In this answer poster uses the rectified secondary's half sines to detect the zero crossings of the mains voltage. Can you do that? I thought there was a phase difference between primary and secondary, depending on the load.
edit
If there is a phase shift, can it be so big that it's unusable for detecting the zero crossing?
Answer
EDIT - Answer totally rewritten!
If we consider the equivalent circuit of a transformer below, at low frequencies the response is dominated by the effects of the primary resistance and the primary inductance which form a high-pass filter. The cut-off frequency of this filter is given by \$f_c=\dfrac{R_P}{2\pi.L_P}\$.
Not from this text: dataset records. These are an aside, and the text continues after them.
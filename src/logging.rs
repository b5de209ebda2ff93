//! Tracing subscriber setup.
//!
//! `RUST_LOG` wins when set; otherwise the configured level applies to this
//! crate and the core crate, with the HTTP stack kept at `warn`.

use tracing_subscriber::EnvFilter;

pub fn init_tracing(level: &str) {
    let filter = EnvFilter::try_from_default_env().unwrap_or_else(|_| {
        EnvFilter::new(format!(
            "pareto_compare={level},pareto_core={level},tower_http=warn,hyper=warn,sqlx=warn"
        ))
    });

    // A second init (e.g. several commands in one test process) is not an error.
    let _ = tracing_subscriber::fmt()
        .with_env_filter(filter)
        .with_target(false)
        .with_writer(std::io::stderr)
        .try_init();
}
Qualitatively, at low frequencies, the primary current is proportional to the input voltage since the primary appears as a resistance. As Olin says in his comment, the secondary voltage is 90° out of phase with the current (it is proportional to the rate of change of current) so we get an overall 90° phase shift.
As the frequency increases, the primary impedance becomes more inductive producing a phase shift in the current. This phase shift subtracts from the original shift and the overall phase shift falls towards zero (but never quite getting there).
If there is a resistive load on the secondary, the leakage inductance eventually comes into effect forming a low-pass filter with the reflected load resistance. This will cause the phase shift to lag further, towards -90°
To take a worked example, I tried to find some specifications for the inductance of mains transformers but manufacturers don't seem to specify this. So I measured a random transformer with a hand-held inductance meter and got 2.5H (hopelessly underestimated since the meter is a cheap audio frequency type). The primary resistance is 47\$\Omega\$. This gives a cutoff frequency of around 3Hz, at which the phase shift will be 45°. At 60Hz, this would have fallen to 2.9°
So that's the "why", but whether this error is significant depends on the application. As others have noted, an opto-isolator may well be a better solution.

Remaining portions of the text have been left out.